According to IBM, Project Debater did not know the debate topics in advance and had not received pre-training on any specific issue. For each debate, Project Debater and its human opponent had to prepare a four-minute opening statement, followed by a four-minute “rebuttal” and a two-minute closing summary. To compose a coherent speech, Project Debater had to be able to piece together relevant points and evidence from hundreds of millions of newspaper and magazine articles. It then had to deliver the speech in a persuasive manner, even occasionally trying humour to enliven the discussion. In addition, it must listen to and understand the arguments presented by its opponent, identifying key claims hidden within long continuous spoken language and classifying the stance of each claim to construct a strong rebuttal.  

Overall, Project Debater held its own well against its expert human opponents. Admittedly, it had a somewhat monotonous voice and suffered a few slip-ups, such as repeating itself, mentioning points that were not entirely pertinent and telling jokes that did not come out right. However, Project Debater beat the human debater in San Francisco on the subject of telemedicine by changing the mind of nine audience members.[2] In Givataim, although the results were not as clear-cut, with the robot and the human debater tying in one debate and the human debater being more persuasive in another, the robot did score higher on knowledge and speech clarity.

Project Debater represents the state of the art in Artificial General Intelligence, the Holy Grail of computer science. However, there are much more established instances of knowledge-based technology used to assist or replace teachers. So-called intelligent tutoring systems that can both detect incorrect answers and diagnose why they were wrong have been around for many years. Examples include commercially available math courseware MATHia for schools and Mika for higher education. These “cognitive tutors” incorporate a model of what the student has to learn and create a dynamic model of the learner based on his or her evolving knowledge. By comparing the two models, they can adapt the instructional strategy and customise the teaching to suit the student’s learning style as he or she progresses through the content.

Research has shown that using intelligent tutoring systems enables students to achieve more compared to their peers who learned from textbooks or underwent teacher-led, large-group instruction and ordinary computer-based instruction.

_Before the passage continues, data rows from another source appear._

use chrono::{DateTime, Utc};
use sqlx::{sqlite::SqliteRow, Row};

use frontdesk_core::cursor::Cursor;
use frontdesk_core::domain::event::{TaskEvent, TaskEventKind, TenantId};

use super::{RepositoryError, TaskEventRepository};
use crate::DbPool;

pub struct SqlTaskEventRepository {
    pool: DbPool,
}

impl SqlTaskEventRepository {
    pub fn new(pool: DbPool) -> Self {
        Self { pool }
    }
}

#[async_trait::async_trait]
impl TaskEventRepository for SqlTaskEventRepository {
    async fn append(&self, tenant_id: &TenantId, event: &TaskEvent) -> Result<(), RepositoryError> {
        let payload_json = serde_json::to_string(&event.payload)
            .map_err(|error| RepositoryError::Decode(format!("unencodable payload: {error}")))?;

        sqlx::query(
            "INSERT INTO task_event (tenant_id, cursor, kind, subject_id, payload_json, occurred_at)
             VALUES (?, ?, ?, ?, ?, ?)",
        )
        .bind(tenant_id.as_str())
        .bind(event.cursor.as_str())
        .bind(event.kind.as_str())
        .bind(&event.subject_id)
        .bind(payload_json)
        .bind(event.occurred_at.to_rfc3339())
        .execute(&self.pool)
        .await?;

        Ok(())
    }

    async fn fetch_since(
        &self,
        tenant_id: &TenantId,
        since: Option<&Cursor>,
        limit: u32,
    ) -> Result<Vec<TaskEvent>, RepositoryError> {
        let rows = if let Some(since) = since {
            sqlx::query(
                "SELECT cursor, kind, subject_id, payload_json, occurred_at
                 FROM task_event
                 WHERE tenant_id = ? AND cursor > ?
                 ORDER BY cursor ASC
                 LIMIT ?",
            )
            .bind(tenant_id.as_str())
            .bind(since.as_str())
            .bind(i64::from(limit))
            .fetch_all(&self.pool)
            .await?
        } else {
            sqlx::query(
                "SELECT cursor, kind, subject_id, payload_json, occurred_at
                 FROM task_event
                 WHERE tenant_id = ?
                 ORDER BY cursor ASC
                 LIMIT ?",
            )
            .bind(tenant_id.as_str())
            .bind(i64::from(limit))
            .fetch_all(&self.pool)
            .await?
        };

        rows.into_iter().map(event_from_row).collect()
    }
}

fn event_from_row(row: SqliteRow) -> Result<TaskEvent, RepositoryError> {
    let cursor_raw: String = row.get("cursor");
    let kind_raw: String = row.get("kind");
    let kind = TaskEventKind::parse(&kind_raw)
        .ok_or_else(|| RepositoryError::Decode(format!("unknown event kind `{kind_raw}`")))?;

    let payload_raw: String = row.get("payload_json");
    let payload = serde_json::from_str(&payload_raw)
        .map_err(|error| RepositoryError::Decode(format!("invalid payload_json: {error}")))?;

    let occurred_at = parse_timestamp("occurred_at", row.get("occurred_at"))?;
    let cursor = Cursor::from_raw(cursor_raw);

    Ok(TaskEvent {
        id: cursor.as_str().to_string(),
        cursor,
        kind,
        subject_id: row.get("subject_id"),
        payload,
        occurred_at,
    })
}

pub(crate) fn parse_timestamp(column: &str, value: String) -> Result<DateTime<Utc>, RepositoryError> {
    DateTime::parse_from_rfc3339(&value).map(|timestamp| timestamp.with_timezone(&Utc)).map_err(
        |error| {
            RepositoryError::Decode(format!("invalid timestamp in `{column}`: `{value}` ({error})"))
        },
    )
}

#[cfg(test)]
mod tests {
    use serde_json::json;

    use frontdesk_core::domain::event::{TaskEvent, TaskEventKind, TenantId};

    use crate::migrations;
    use crate::repositories::{SqlTaskEventRepository, TaskEventRepository};
    use crate::connect_with_settings;

    async fn repo() -> SqlTaskEventRepository {
        let pool = connect_with_settings("sqlite::memory:", 1, 30).await.expect("connect");
        migrations::run_pending(&pool).await.expect("migrations");
        SqlTaskEventRepository::new(pool)
    }

    fn tenant(id: &str) -> TenantId {
        TenantId(id.to_string())
    }

    #[tokio::test]
    async fn appended_events_come_back_in_cursor_order() {
        let repo = repo().await;
        let tenant = tenant("acme-dental");

        for index in 0..3 {
            let event = TaskEvent::new(
                TaskEventKind::Created,
                format!("task-{index}"),
                json!({"index": index}),
            );
            repo.append(&tenant, &event).await.expect("append");
        }

        let events = repo.fetch_since(&tenant, None, 100).await.expect("fetch");
        assert_eq!(events.len(), 3);
        assert!(events.windows(2).all(|pair| pair[0].cursor < pair[1].cursor));
    }

    #[tokio::test]
    async fn fetch_is_strictly_after_the_cursor() {
        let repo = repo().await;
        let tenant = tenant("acme-dental");

        let first = TaskEvent::new(TaskEventKind::Created, "task-1", json!({}));
        repo.append(&tenant, &first).await.expect("append first");
        let second = TaskEvent::new(TaskEventKind::Updated, "task-1", json!({}));
        repo.append(&tenant, &second).await.expect("append second");

        let events = repo.fetch_since(&tenant, Some(&first.cursor), 100).await.expect("fetch");
        assert_eq!(events.len(), 1);
        assert_eq!(events[0].cursor, second.cursor);

        let none = repo.fetch_since(&tenant, Some(&second.cursor), 100).await.expect("fetch");
        assert!(none.is_empty());
    }

    #[tokio::test]
    async fn tenants_never_see_each_others_events() {
        let repo = repo().await;
        let one = tenant("tenant-one");
        let two = tenant("tenant-two");

        let event = TaskEvent::new(TaskEventKind::Created, "task-1", json!({"private": true}));
        repo.append(&one, &event).await.expect("append");

        assert!(repo.fetch_since(&two, None, 100).await.expect("fetch").is_empty());
        assert_eq!(repo.fetch_since(&one, None, 100).await.expect("fetch").len(), 1);
    }

    #[tokio::test]
    async fn payload_json_round_trips() {
        let repo = repo().await;
        let tenant = tenant("acme-dental");
        let payload = json!({"title": "call back", "vendor_extras": {"lead_score": 82}});

        let event = TaskEvent::new(TaskEventKind::StatusChanged, "task-9", payload.clone());
        repo.append(&tenant, &event).await.expect("append");

        let events = repo.fetch_since(&tenant, None, 10).await.expect("fetch");
        assert_eq!(events[0].payload, payload);
        assert_eq!(events[0].kind, TaskEventKind::StatusChanged);
        assert_eq!(events[0].id, event.cursor.as_str());
    }

    #[tokio::test]
    async fn fetch_honors_the_limit() {
        let repo = repo().await;
        let tenant = tenant("acme-dental");

        for index in 0..5 {
            let event = TaskEvent::new(TaskEventKind::Created, format!("task-{index}"), json!({}));
            repo.append(&tenant, &event).await.expect("append");
        }

        let events = repo.fetch_since(&tenant, None, 2).await.expect("fetch");
        assert_eq!(events.len(), 2);
    }
}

Furthermore, intelligent tutoring systems and individualised human tutoring or small-group instruction produced similar learning outcomes while “significant, positive effect sizes were found at all levels of education, in almost all subject domains evaluated.” [3] Thus, it would seem that intelligent tutoring systems are poised to take over teaching jobs from humans. However, that has so far not happened and intelligent tutoring systems have yet to flourish. The main reason is that authoring and maintaining intelligent tutoring systems require a great deal of programming expertise and this has been the main bottleneck preventing their wider adoption. 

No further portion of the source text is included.